Prefiero un desayuno solo a otro todavía menos tierno, distribuirme el tiempo para caminar menos -ya lo reclaman mis huesos de todas las partes-. Y hasta la belleza de una ciudad conocida muchas veces y quizá por eso nunca bien vista, tenía una fiesta en sus calles que no era mi fiesta; a comer fuera de casa no le he sacado suficiente partido tampoco, me ha faltado mi velocidad personal en los sitios, la comodidad de los camareros conocidos, es curioso tantos atractivos y costosos para que no sea lo suficiente por conocido.


Yo hubiera querido compartir más ternura, y hasta en el festivo momento del cambio de año sentir más cercanos dos cuerpos que de alguna manera me decía que eran cuerpos por mí, como salidos también de mí como hizo la mujer. Hubiera pagado las incomodidades de estar fuera de la casa propia, aunque sea en mansión lujosa, de no notar el viejo encaje de las viejas costumbres, hubiera terminado el tabaco para siempre, me habría levantado de aquella cama de la que me era casi imposible levantarme por su escasa altura y la humillante falta de fuerza de mis miembros, por dos o tres gestos de amor, de esos que son muy raros con gente de cuarenta y tantos años y que en cambio dos niñas empezando sus vidas los reparten a caudales, casi como cada suspiro.


Necesito ya hacer el final de mi historia como si fuera ese camino de hinduismo que junta liberación y salvación. Hacer historia porque se me acaba la historia, me tiemblan ya todos los pétalos que tienen el rosal de la vida. Quiero que cuando me alejen fuera de todos mis hábitos, cuando me duelan más los huesos sea justificadamente y oler el cariño ajeno pero de genes propios, como me gusta el olor a libros, a humo viejo, a mujer sola, a días anteriores donde supe poner las palabras justas  a todas mis incertidumbres.


Es lógico que me tire la tierra, la casa, la cama, la butaca, la mesa, la llave de memoria del ordenador donde está todo lo escrito y que alguien borrará definitivamente un día. Pero cambiarlo, cuando haya simplemente que dejarlo esperando, que sea por las cosas que no tenga, por otras más valiosas pero que note que pueda sentirlas mías. No es necesario que sean tan ostentosas, pero no quiero estar de paso, más o menos brillante; no quiero ser viejo y que me noten viejo, contar poco porque cuento poco.

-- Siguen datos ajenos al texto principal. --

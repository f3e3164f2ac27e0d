use crate::TimeSpan;
use serde::{Deserialize, Serialize};

/// Query context: the span being asked for plus the ambient random seed.
///
/// The seed travels with the query so that the random operators stay pure;
/// `Pattern::seed` re-pins it for everything below that point.
#[derive(Debug, Clone, Copy, PartialEq, Serialize, Deserialize)]
pub struct State {
    pub span: TimeSpan,
    pub seed: u64,
}

impl State {
    pub fn new(span: TimeSpan) -> Self {
        State { span, seed: 0 }
    }

    pub fn with_seed(span: TimeSpan, seed: u64) -> Self {
        State { span, seed }
    }

    /// Same seed, different span.
    pub fn set_span(&self, span: TimeSpan) -> State {
        State {
            span,
            seed: self.seed,
        }
    }

    pub fn with_span<F>(&self, func: F) -> State
    where
        F: FnOnce(&TimeSpan) -> TimeSpan,
    {
        self.set_span(func(&self.span))
    }

    pub fn set_seed(&self, seed: u64) -> State {
        State {
            span: self.span,
            seed,
        }
    }
}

Tengo yo mi culpa: no participo ni en los juegos por las noches, ni sé jugar a ellos, ni aprendo; tan solo una noche ese al que le pones “como un” delante porque no puedes llamarle hijo, me incorporó a su equipo para ver si podía sentirme alguna vez vencedor, ganador con una inteligencia lenta pero capaz de algo; el mismo compañero de equipo que alargó su brazo para hacerme notar que ya era otro año luego de la última campanada. Gracias.

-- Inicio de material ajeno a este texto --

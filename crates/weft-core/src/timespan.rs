use crate::Fraction;
use serde::{Deserialize, Serialize};
use std::fmt;

/// A half-open span of cycle time, `[begin, end)`.
///
/// Invariant: `begin <= end`. A span with `begin == end` is empty.
#[derive(Debug, Clone, Copy, PartialEq, Eq, Hash, Serialize, Deserialize)]
pub struct TimeSpan {
    pub begin: Fraction,
    pub end: Fraction,
}

impl TimeSpan {
    pub fn new(begin: Fraction, end: Fraction) -> Self {
        TimeSpan { begin, end }
    }

    pub fn from_ints(begin: i64, end: i64) -> Self {
        TimeSpan {
            begin: Fraction::from_int(begin),
            end: Fraction::from_int(end),
        }
    }

    /// The whole of cycle `n`, `[n, n+1)`.
    pub fn cycle(n: i64) -> Self {
        TimeSpan::from_ints(n, n + 1)
    }

    pub fn duration(&self) -> Fraction {
        self.end - self.begin
    }

    /// Whether a time point falls inside the span (half-open).
    pub fn contains(&self, time: Fraction) -> bool {
        time >= self.begin && time < self.end
    }

    pub fn is_empty(&self) -> bool {
        self.begin == self.end
    }

    /// Whether two spans overlap on a non-empty interval.
    pub fn overlaps(&self, other: &TimeSpan) -> bool {
        self.begin < other.end && other.begin < self.end
    }

    /// The non-empty intersection of two spans, if any.
    pub fn intersection(&self, other: &TimeSpan) -> Option<TimeSpan> {
        if !self.overlaps(other) {
            return None;
        }
        Some(TimeSpan::new(
            self.begin.max(other.begin),
            self.end.min(other.end),
        ))
    }

    /// Intersection that also admits the empty touching case, used where a
    /// zero-width event must survive clipping.
    pub fn sect(&self, other: &TimeSpan) -> Option<TimeSpan> {
        let begin = self.begin.max(other.begin);
        let end = self.end.min(other.end);
        if begin > end {
            None
        } else {
            Some(TimeSpan::new(begin, end))
        }
    }

    /// Split the span at every integer cycle boundary it crosses.
    ///
    /// Cycle-indexed combinators recurse over these pieces; this is what
    /// makes `query(a, c)` agree with `query(a, b) ++ query(b, c)`.
    pub fn span_cycles(&self) -> Vec<TimeSpan> {
        let mut spans = Vec::new();
        if self.is_empty() {
            return spans;
        }
        let mut begin = self.begin;
        loop {
            let next = begin.floor() + Fraction::from_int(1);
            if next >= self.end {
                spans.push(TimeSpan::new(begin, self.end));
                return spans;
            }
            spans.push(TimeSpan::new(begin, next));
            begin = next;
        }
    }

    /// Apply an affine time map to both endpoints.
    pub fn with_time<F>(&self, func: F) -> TimeSpan
    where
        F: Fn(Fraction) -> Fraction,
    {
        TimeSpan::new(func(self.begin), func(self.end))
    }

    pub fn shift(&self, offset: Fraction) -> TimeSpan {
        TimeSpan::new(self.begin + offset, self.end + offset)
    }

    pub fn scale(&self, factor: Fraction) -> TimeSpan {
        TimeSpan::new(self.begin * factor, self.end * factor)
    }
}

impl fmt::Display for TimeSpan {
    fn fmt(&self, f: &mut fmt::Formatter<'_>) -> fmt::Result {
        write!(f, "{} - {}", self.begin, self.end)
    }
}

#[cfg(test)]
mod tests {
    use super::*;

    #[test]
    fn intersection() {
        let a = TimeSpan::from_ints(0, 2);
        let b = TimeSpan::from_ints(1, 3);
        let i = a.intersection(&b).unwrap();
        assert_eq!(i, TimeSpan::from_ints(1, 2));

        let c = TimeSpan::from_ints(3, 4);
        assert!(a.intersection(&c).is_none());
        // Touching spans do not overlap: [0,2) and [2,4)
        let d = TimeSpan::from_ints(2, 4);
        assert!(a.intersection(&d).is_none());
    }

    #[test]
    fn span_cycles_cuts_at_integers() {
        let s = TimeSpan::new(Fraction::new(1, 2), Fraction::new(5, 2));
        let pieces = s.span_cycles();
        assert_eq!(
            pieces,
            vec![
                TimeSpan::new(Fraction::new(1, 2), Fraction::from_int(1)),
                TimeSpan::from_ints(1, 2),
                TimeSpan::new(Fraction::from_int(2), Fraction::new(5, 2)),
            ]
        );
    }

    #[test]
    fn span_cycles_within_one_cycle() {
        let s = TimeSpan::new(Fraction::new(1, 4), Fraction::new(3, 4));
        assert_eq!(s.span_cycles(), vec![s]);
        assert!(TimeSpan::from_ints(1, 1).span_cycles().is_empty());
    }

    #[test]
    fn contains_is_half_open() {
        let s = TimeSpan::from_ints(0, 1);
        assert!(s.contains(Fraction::from_int(0)));
        assert!(s.contains(Fraction::new(1, 2)));
        assert!(!s.contains(Fraction::from_int(1)));
    }
}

Pues para mí va a ser el mismo año. Me va hacer durar lo de toda la vida: el placer de leer para conformarme con la vida, con el lirismo y la resaca que tienen los libros. Lo de toda la vida: buscar el lujo en el corazón de alguien; los labios importantes, el entusiasmo que siempre pongo en las palabras, en su tilde. Lo de toda la vida: la destreza que puede tener la caricia de unas manos temblando.


En definitiva, recuperar otra vez ese encaje de la vieja costumbre de vivir aquí quieto, en mi cuarto.